As I reflect on my own journey changing from only being a giver I realized a few interesting things. When we are only giving we just may be demonstrating in our subconscious mind we are a generous, kind, loving person, and often that is to pat our ego on its back . I had to ask myself what was my intention in giving. Was it 100% to be there for another or were there times the shadow side of my personality was giving to show evidence of my goodness, to “fix” another’s brokenness, or to avoid looking and ignoring my own needs (self care put on back burner)? Receiving involves intimacy and vulnerability. When I ran from intimacy I could not accept compliments, help, or gifts from another. Being afraid of that deep place within of vulnerability also blocked me from the willingness to receive without having to give back to the giver. Big awarenesses to a person who had practiced life long years of co-dependency! I think the greatest part was discovering I carried shame from my early life and did not feel worthy and deserving to receive so I just kept giving….often at the point I was too drained to give any more but did anyway because I was stuck in my pattern of behavior!

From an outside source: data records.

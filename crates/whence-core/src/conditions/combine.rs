//! Boolean combinators over conditions.

use chrono::Duration;

use crate::calendar::Instant;
use crate::error::CoreError;
use crate::range::{DateRange, RangeSet};

use super::Cond;

/// Hard ceiling on cover enumeration inside one envelope.
const COVER_STEP_LIMIT: usize = 4096;

/// Hard ceiling on envelope rounds while seeking an AND's next ranges.
const SEEK_ROUND_LIMIT: usize = 64;

/// Satisfied while any child is satisfied.
#[derive(Debug, Clone)]
pub struct OrCond {
    pub children: Vec<Cond>,
}

impl OrCond {
    pub fn new(children: Vec<Cond>) -> Result<Self, CoreError> {
        if children.is_empty() {
            return Err(CoreError::EmptyCombinator);
        }
        Ok(Self { children })
    }

    pub(crate) fn last_active_range(&self, t: Instant) -> Option<DateRange> {
        let ranges: Vec<DateRange> =
            self.children.iter().filter_map(|c| c.last_active_range(t)).collect();
        RangeSet::new(ranges).last_range().copied()
    }

    pub(crate) fn next_ranges(&self, t: Instant) -> RangeSet {
        self.children
            .iter()
            .map(|c| c.next_ranges(t))
            .fold(RangeSet::empty(), |acc, set| acc.union(&set))
    }
}

/// Satisfied only while every child is simultaneously satisfied.
///
/// Children may be periodic with different phases and periods, so a single
/// per-child answer is not enough. Evaluation spans an envelope over the
/// children's own ranges, unions each child's ranges inside the envelope,
/// and lets range-set intersection produce the simultaneous windows.
/// Child order never affects the result.
#[derive(Debug, Clone)]
pub struct AndCond {
    pub children: Vec<Cond>,
}

impl AndCond {
    pub fn new(children: Vec<Cond>) -> Result<Self, CoreError> {
        if children.is_empty() {
            return Err(CoreError::EmptyCombinator);
        }
        Ok(Self { children })
    }

    pub(crate) fn last_active_range(&self, t: Instant) -> Option<DateRange> {
        self.active_cover(t).iter().filter(|r| r.start <= t).last().copied()
    }

    /// Simultaneous windows inside the envelope spanned by the children's
    /// last-active ranges at `t`.
    ///
    /// 1. Envelope start is the minimum child range start; envelope end is
    ///    the maximum child range end (absent end wins as unbounded).
    /// 2. The start is refined by re-querying every child at the envelope
    ///    start, since a child's own period may begin earlier still.
    /// 3. Each child's ranges within the envelope are enumerated and
    ///    unioned, then intersected into the running result.
    fn active_cover(&self, t: Instant) -> RangeSet {
        let lasts: Vec<DateRange> =
            self.children.iter().filter_map(|c| c.last_active_range(t)).collect();
        let Some(mut earliest) = lasts.iter().map(|r| r.start).min() else {
            return RangeSet::empty();
        };

        let mut unbounded = false;
        let mut latest_end: Option<Instant> = None;
        for range in &lasts {
            match range.end {
                None => unbounded = true,
                Some(end) => latest_end = Some(latest_end.map_or(end, |cur| cur.max(end))),
            }
        }
        let latest_end = if unbounded { None } else { latest_end };

        // a child whose current period began before every range seen so far
        // pulls the envelope start further back
        for child in &self.children {
            if let Some(range) = child.last_active_range(earliest) {
                earliest = earliest.min(range.start);
            }
        }

        let bound = latest_end.unwrap_or(t);
        let mut running = RangeSet::singleton(DateRange { start: earliest, end: latest_end });
        for child in &self.children {
            running = running.intersection(&cover_within(child, earliest, bound));
            if running.is_empty() {
                break;
            }
        }
        running
    }

    /// Seeks the first simultaneous windows strictly after `t`.
    ///
    /// Runs the envelope pass in rounds. Each round first skips ahead past
    /// any stretch where some child cannot be satisfied at all, builds the
    /// envelope from the children's current and immediate next ranges,
    /// intersects the covers, and returns the strictly-future survivors if
    /// any. Otherwise the probe advances to the envelope's furthest finite
    /// end, which strictly increases, and the pass repeats up to a fixed
    /// round limit. Exhausting the limit yields the empty set.
    pub(crate) fn next_ranges(&self, t: Instant) -> RangeSet {
        let mut probe = t;
        for _ in 0..SEEK_ROUND_LIMIT {
            // no window can start before every child is able to hold
            let mut lower = probe;
            for child in &self.children {
                let covered = child
                    .last_active_range(probe)
                    .is_some_and(|r| r.end.map_or(true, |end| end > probe));
                if !covered {
                    match child.next_ranges(probe).first_start() {
                        Some(start) => lower = lower.max(start),
                        // this child never activates again
                        None => return RangeSet::empty(),
                    }
                }
            }
            let at = if lower > probe { lower - Duration::milliseconds(1) } else { probe };

            let mut earliest: Option<Instant> = None;
            let mut bound: Option<Instant> = None;
            for child in &self.children {
                let last = child.last_active_range(at);
                let next = child.next_ranges(at);
                let child_start = last.map(|r| r.start).or_else(|| next.first_start());
                match child_start {
                    Some(start) => {
                        earliest = Some(earliest.map_or(start, |cur| cur.min(start)))
                    }
                    None => return RangeSet::empty(),
                }
                let child_end = match next.last_range() {
                    Some(range) => range.end,
                    None => last.and_then(|r| r.end),
                };
                if let Some(end) = child_end {
                    bound = Some(bound.map_or(end, |cur| cur.max(end)));
                }
            }
            let Some(env_start) = earliest else {
                return RangeSet::empty();
            };
            let env_bound = bound.unwrap_or(at);

            let mut running = RangeSet::singleton(DateRange { start: env_start, end: bound });
            for child in &self.children {
                running = running.intersection(&cover_within(child, env_start, env_bound));
                if running.is_empty() {
                    break;
                }
            }

            let future: Vec<DateRange> =
                running.iter().filter(|r| r.start > t).copied().collect();
            if !future.is_empty() {
                return RangeSet::new(future);
            }

            match bound {
                Some(next_probe) if next_probe > probe => probe = next_probe,
                // every child open-ended and nothing strictly future: done
                _ => return RangeSet::empty(),
            }
        }
        RangeSet::empty()
    }
}

/// Union of `child`'s ranges from just before `from` until the first range
/// ending past `bound` (or an open tail). The seed is the child's last
/// active range a millisecond before `from`, so a period already underway
/// at the envelope start is included.
fn cover_within(child: &Cond, from: Instant, bound: Instant) -> RangeSet {
    let probe = from - Duration::milliseconds(1);
    let mut acc = match child.last_active_range(probe) {
        Some(range) => RangeSet::singleton(range),
        None => RangeSet::empty(),
    };
    for _ in 0..COVER_STEP_LIMIT {
        let frontier = match acc.last_range() {
            Some(range) => match range.end {
                Some(end) if end <= bound => end - Duration::milliseconds(1),
                // open tail, or already expanded past the bound
                _ => break,
            },
            None => probe,
        };
        let next = child.next_ranges(frontier);
        if next.is_empty() {
            break;
        }
        acc = acc.union(&next);
    }
    acc
}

Over the years I have learned to listen to my body having been convinced my body will never lie! When someone in my past offered me something whether it was an offer to help, to listen, a material object, or an opinion this was how I first became aware of how challenging it was to receive from another. I would get knots in my belly, shoulders would tighten up, or I would space out. It took me quite a while of being willing to receive as much as I was willing to give. My head would tell me I wanted to receive with ease, but my strong entrenched pattern of being Super Giver cancelled it out until I shifted. I honestly believe when I started taking risks to be vulnerable and to experience true intimacy with friends and others is when the heart knowledge of knowing giving and receiving are equal partners.
I am still a person who gives but the difference before I make the decision for someone else that I know what they need, I ask them. My former pattern was to believe I knew what was best for others, and I would bulldoze over them with my giving and doing for a whole multitude of people thinking it was an act of kindness. Today I am aware when I do for others especially when they can choose to do for themselves, I am taking away their right to ask for help from them. That old way was pretty arrogant and selfish, I believe.
When I could not or had difficulty receiving I did not feel worthy and I felt unsafe. What lay under that was I did not trust myself or anyone else, and jumped right into trying to control who, what, when , and in what settings I was willing to give. Furthermore, because I carried this big need to be in “control” when someone offered to give to me I felt they had control on some level over me. What finally helped me was when I began trusting in Divine Source. I had to do that before I could transfer trust to humans. Once I had a better handle on trusting and believing I was worthy of receiving as much as giving, I woke up to a great extent. As with other elements in my life over time, inner work has been the keystone out of my self imposed prison of fear and confusion. Still after years of doing much inner work vulnerability can feel scary, but my history is the evidence I can pull up and see how beneficial my willingness to do life a different way really is not only for myself but for every person I am in relationship with. I come back to my need to have relationships of equality, and every time it has to start with me. We really do teach people how to treat us, and choosing the road to becoming the best version of myself is a high priority. As a result I can receive with a wide open heart without feeling guilty or that I owe the giver something back, and I can give to another without carrying around a hidden motive. Practice really does make progress!